Senhora Santa, Santa Maria

Do amor de Deus e do amor de Cristo, do propósito de o imitar, nasceu também o seu grande amor à Virgem Mãe.

Na capela de Porciúncula convergiam vários motivos de predileção: Cristo presente na Eucaristia, em capela dedicada a Santa Maria dos Anjos, igrejinha pobre e abandonada. Demais para provocar o amor e a dedicação de São Francisco.

"Santa Maria" assim - a Mãe de Deus e a igrejinha - ocupava um lugar especial no coração do Pobrezinho de Assis: aí meditara sua vocação e missão, o seu carisma; ai nascera a Ordem; para aí voltava sempre; aí era o lugar do grande perdão; aí quis morrer; aí queria que fosse o ponto de referência de sua Ordem; recomendou-a de modo especial ao amor e aos cuidados perpétuos dos seus filhos.

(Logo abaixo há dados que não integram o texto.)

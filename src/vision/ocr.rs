//! OCR layout sources
//!
//! The OCR engine itself is external. A [`LayoutProvider`] hands the
//! pipeline the ALTO document for a frame, either by running Tesseract or
//! by reading a layout file produced earlier.

use std::path::{Path, PathBuf};
use std::process::Command;
use tracing::debug;

use crate::capture::Frame;
use crate::config::OcrSettings;
use crate::error::{PipelineError, Result};

/// Source of ALTO layout documents
pub trait LayoutProvider: Send + Sync {
    /// Return the raw ALTO XML for a frame
    fn layout_for(&self, frame: &Frame) -> Result<Vec<u8>>;
}

/// Runs the `tesseract` executable with ALTO output
#[derive(Debug, Clone)]
pub struct TesseractOcr {
    binary: PathBuf,
    language: String,
}

impl TesseractOcr {
    pub fn new(binary: impl Into<PathBuf>, language: impl Into<String>) -> Self {
        Self {
            binary: binary.into(),
            language: language.into(),
        }
    }

    pub fn from_settings(settings: &OcrSettings) -> Self {
        Self::new(settings.tesseract_path.clone(), settings.language.clone())
    }
}

impl LayoutProvider for TesseractOcr {
    fn layout_for(&self, frame: &Frame) -> Result<Vec<u8>> {
        let path = frame.path().ok_or_else(|| PipelineError::Ocr {
            image: frame.id().to_string(),
            reason: "frame has no backing file".to_string(),
        })?;

        debug!("Running {:?} on {:?} ({})", self.binary, path, self.language);
        let output = Command::new(&self.binary)
            .arg(path)
            .arg("stdout")
            .arg("-l")
            .arg(&self.language)
            .arg("alto")
            .output()
            .map_err(|e| PipelineError::Ocr {
                image: frame.id().to_string(),
                reason: format!("failed to run {:?} (is it installed?): {}", self.binary, e),
            })?;

        if !output.status.success() {
            let stderr = String::from_utf8_lossy(&output.stderr);
            return Err(PipelineError::Ocr {
                image: frame.id().to_string(),
                reason: format!("tesseract exited with {}: {}", output.status, stderr.trim()),
            });
        }

        Ok(output.stdout)
    }
}

/// Reads `<frame stem>.xml` layout files written by an earlier OCR pass
#[derive(Debug, Clone, Default)]
pub struct SidecarLayout {
    /// Directory holding the layout files; next to each frame when `None`
    directory: Option<PathBuf>,
}

impl SidecarLayout {
    /// Look for layouts next to their frames
    pub fn beside_frames() -> Self {
        Self { directory: None }
    }

    /// Look for layouts in a separate directory
    pub fn in_directory(directory: impl Into<PathBuf>) -> Self {
        Self {
            directory: Some(directory.into()),
        }
    }

    fn layout_path(&self, frame_path: &Path) -> Option<PathBuf> {
        match &self.directory {
            Some(directory) => {
                let file_name = frame_path.with_extension("xml");
                Some(directory.join(file_name.file_name()?))
            }
            None => Some(frame_path.with_extension("xml")),
        }
    }
}

impl LayoutProvider for SidecarLayout {
    fn layout_for(&self, frame: &Frame) -> Result<Vec<u8>> {
        let path = frame
            .path()
            .and_then(|p| self.layout_path(p))
            .ok_or_else(|| PipelineError::Ocr {
                image: frame.id().to_string(),
                reason: "cannot derive a layout file name for this frame".to_string(),
            })?;

        std::fs::read(&path).map_err(|e| PipelineError::Ocr {
            image: frame.id().to_string(),
            reason: format!("failed to read layout {:?}: {}", path, e),
        })
    }
}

Assim se entende que, de tanto amor à Virgem Mãe, entre os seus poucos escritos nos legou duas orações: a "Saudação à Mãe de Deus" e a "Santa Virgem Maria" do Ofício da Paixão.

É significativo que a primeira foi também transmitida como parte do "Elogio das Virtudes", com o título: "Elogio das virtudes que ornavam a Virgem Santíssima e que devem ornar todas as almas santas".

Contemplava as virtudes da Mãe Santíssima e pensava no "seguir suas pegadas" por cavalheirosa dedicação e amor fidelíssimo.

As suas orações se caracterizaram além disto pela costumeira concreção, pelas expressões ao mesmo tempo simples e profundas, chãs ao mesmo tempo que poéticas. Modo típico de São Francisco.

Texto de Frei Constantino Koser, do livro "Nosso Irmão Francisco de Assis", Editora Vozes.